Looking at {{AbstractRecordBatch.next( )}}: If the operator ended up in the 
{{STOP}} state, then {{next()}} will call {{innerNext()}}.

{{MergeJoin.innerNext()}} does a {{status.prepare()}}, which checks both sides 
of the join. If either returned {{OK_NEW_SCHEMA}}, then the merge proceeds to 
code generation.

What may have happened is that one side of the join sorted and returned its 
first batch (which would have an {{OK_NEW_SCHEMA}} code.) The other side, also 
a sort, started to do its sort and ran out of memory.
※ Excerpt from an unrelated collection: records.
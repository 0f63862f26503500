//! # Metrics
//!
//! Prometheus metrics for monitoring the provider.
//!
//! ## Metrics Exposed
//!
//! - `provider_magento_reconciliations_total` - Reconciles per kind
//! - `provider_magento_reconciliation_errors_total` - Failed reconciles per kind and reason
//! - `provider_magento_reconciliation_duration_seconds` - Reconcile duration per kind
//! - `provider_magento_external_operations_total` - Magento API calls per kind and operation
//! - `provider_magento_external_operation_errors_total` - Failed Magento API calls per kind and operation
//! - `provider_magento_external_operation_duration_seconds` - Magento API call duration
//! - `provider_magento_managed_kinds` - Kinds with a running reconciliation loop
//! - `provider_magento_discovery_failures_total` - Kinds that could not be set up

use anyhow::Result;
use prometheus::{HistogramVec, IntCounter, IntCounterVec, IntGauge, Registry};
use std::sync::LazyLock;

// Metrics
pub(crate) static REGISTRY: LazyLock<Registry> = LazyLock::new(Registry::new);

static RECONCILIATIONS_TOTAL: LazyLock<IntCounterVec> = LazyLock::new(|| {
    IntCounterVec::new(
        prometheus::Opts::new(
            "provider_magento_reconciliations_total",
            "Total number of reconciliations by kind",
        ),
        &["kind"],
    )
    .expect("Failed to create RECONCILIATIONS_TOTAL metric - this should never happen")
});

static RECONCILIATION_ERRORS_TOTAL: LazyLock<IntCounterVec> = LazyLock::new(|| {
    IntCounterVec::new(
        prometheus::Opts::new(
            "provider_magento_reconciliation_errors_total",
            "Total number of reconciliation errors by kind and reason",
        ),
        &["kind", "reason"],
    )
    .expect("Failed to create RECONCILIATION_ERRORS_TOTAL metric - this should never happen")
});

static RECONCILIATION_DURATION: LazyLock<HistogramVec> = LazyLock::new(|| {
    HistogramVec::new(
        prometheus::HistogramOpts::new(
            "provider_magento_reconciliation_duration_seconds",
            "Duration of reconciliation in seconds by kind",
        )
        .buckets(vec![0.1, 0.5, 1.0, 2.0, 5.0, 10.0, 30.0]),
        &["kind"],
    )
    .expect("Failed to create RECONCILIATION_DURATION metric - this should never happen")
});

static EXTERNAL_OPERATIONS_TOTAL: LazyLock<IntCounterVec> = LazyLock::new(|| {
    IntCounterVec::new(
        prometheus::Opts::new(
            "provider_magento_external_operations_total",
            "Total number of Magento API operations by kind and operation",
        ),
        &["kind", "operation"],
    )
    .expect("Failed to create EXTERNAL_OPERATIONS_TOTAL metric - this should never happen")
});

static EXTERNAL_OPERATION_ERRORS_TOTAL: LazyLock<IntCounterVec> = LazyLock::new(|| {
    IntCounterVec::new(
        prometheus::Opts::new(
            "provider_magento_external_operation_errors_total",
            "Total number of failed Magento API operations by kind and operation",
        ),
        &["kind", "operation"],
    )
    .expect("Failed to create EXTERNAL_OPERATION_ERRORS_TOTAL metric - this should never happen")
});

static EXTERNAL_OPERATION_DURATION: LazyLock<HistogramVec> = LazyLock::new(|| {
    HistogramVec::new(
        prometheus::HistogramOpts::new(
            "provider_magento_external_operation_duration_seconds",
            "Duration of Magento API operations in seconds",
        )
        .buckets(vec![0.05, 0.1, 0.5, 1.0, 2.0, 5.0]),
        &["kind", "operation"],
    )
    .expect("Failed to create EXTERNAL_OPERATION_DURATION metric - this should never happen")
});

static MANAGED_KINDS: LazyLock<IntGauge> = LazyLock::new(|| {
    IntGauge::new(
        "provider_magento_managed_kinds",
        "Number of kinds with a running reconciliation loop",
    )
    .expect("Failed to create MANAGED_KINDS metric - this should never happen")
});

static DISCOVERY_FAILURES_TOTAL: LazyLock<IntCounter> = LazyLock::new(|| {
    IntCounter::new(
        "provider_magento_discovery_failures_total",
        "Total number of kinds that could not be set up for reconciliation",
    )
    .expect("Failed to create DISCOVERY_FAILURES_TOTAL metric - this should never happen")
});

#[allow(
    clippy::missing_errors_doc,
    reason = "Error documentation is provided in doc comments"
)]
/// Register every metric with the process registry
///
/// Fails if called twice, since prometheus rejects duplicate collectors.
pub fn register_metrics() -> Result<()> {
    REGISTRY.register(Box::new(RECONCILIATIONS_TOTAL.clone()))?;
    REGISTRY.register(Box::new(RECONCILIATION_ERRORS_TOTAL.clone()))?;
    REGISTRY.register(Box::new(RECONCILIATION_DURATION.clone()))?;
    REGISTRY.register(Box::new(EXTERNAL_OPERATIONS_TOTAL.clone()))?;
    REGISTRY.register(Box::new(EXTERNAL_OPERATION_ERRORS_TOTAL.clone()))?;
    REGISTRY.register(Box::new(EXTERNAL_OPERATION_DURATION.clone()))?;
    REGISTRY.register(Box::new(MANAGED_KINDS.clone()))?;
    REGISTRY.register(Box::new(DISCOVERY_FAILURES_TOTAL.clone()))?;
    Ok(())
}

pub fn increment_reconciliations(kind: &str) {
    RECONCILIATIONS_TOTAL.with_label_values(&[kind]).inc();
}

pub fn increment_reconciliation_errors(kind: &str, reason: &str) {
    RECONCILIATION_ERRORS_TOTAL
        .with_label_values(&[kind, reason])
        .inc();
}

pub fn observe_reconciliation_duration(kind: &str, duration: f64) {
    RECONCILIATION_DURATION
        .with_label_values(&[kind])
        .observe(duration);
}

/// Record one completed Magento API operation
pub fn record_external_operation(kind: &str, operation: &str, duration: f64) {
    EXTERNAL_OPERATIONS_TOTAL
        .with_label_values(&[kind, operation])
        .inc();
    EXTERNAL_OPERATION_DURATION
        .with_label_values(&[kind, operation])
        .observe(duration);
}

pub fn increment_external_operation_errors(kind: &str, operation: &str) {
    EXTERNAL_OPERATION_ERRORS_TOTAL
        .with_label_values(&[kind, operation])
        .inc();
}

pub fn set_managed_kinds(count: usize) {
    MANAGED_KINDS.set(i64::try_from(count).unwrap_or(i64::MAX));
}

pub fn increment_discovery_failures() {
    DISCOVERY_FAILURES_TOTAL.inc();
}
When {{next()}} is called 
again on clean-up, the {{OK_NEW_SCHEMA}} still stands, and the other sort is 
called again, resulting in another OOM and the cycle repeats.

Seems there needs to be a more clear marker of failed: operators need to set an 
error state when the encounter the (unchecked) {{UserException}}.

> IteratorValidator does not handle RecordIterator cleanup call to next( )
> ------------------------------------------------------------------------
>
>                 Key: DRILL-5083
>                 URL: https://issues.apache.org/jira/browse/DRILL-5083
>             Project: Apache Drill
>          Issue Type: Bug
>    Affects Versions: 1.8.0
>            Reporter: Paul Rogers
>            Priority: Minor
>
> This one is very confusing...
> In a test with a MergeJoin and external sort, operators are stacked something 
> like this:
> {code}
> Screen
> - MergeJoin
> - - External Sort
> ...
> {code}
> Using the injector to force a OOM in spill, the external sort threw a 
> UserException up the stack. This was handed by:
> {code}
> IteratorValidatorBatchIterator.next( )
> RecordIterator.clearInflightBatches( )
> RecordIterator.close( )
> MergeJoinBatch.close( )
> {code}
> Which does the following:
> {code}
>       // Check whether next() should even have been called in current state.
>       if (null != exceptionState) {
>         throw new IllegalStateException(
> {code}
> But, the exceptionState is set, so we end up throwing an 
> IllegalStateException during cleanup.
> Seems the code should agree: if {{next( )}} will be called during cleanup, 
> then {{next( )}} should gracefully handle that case.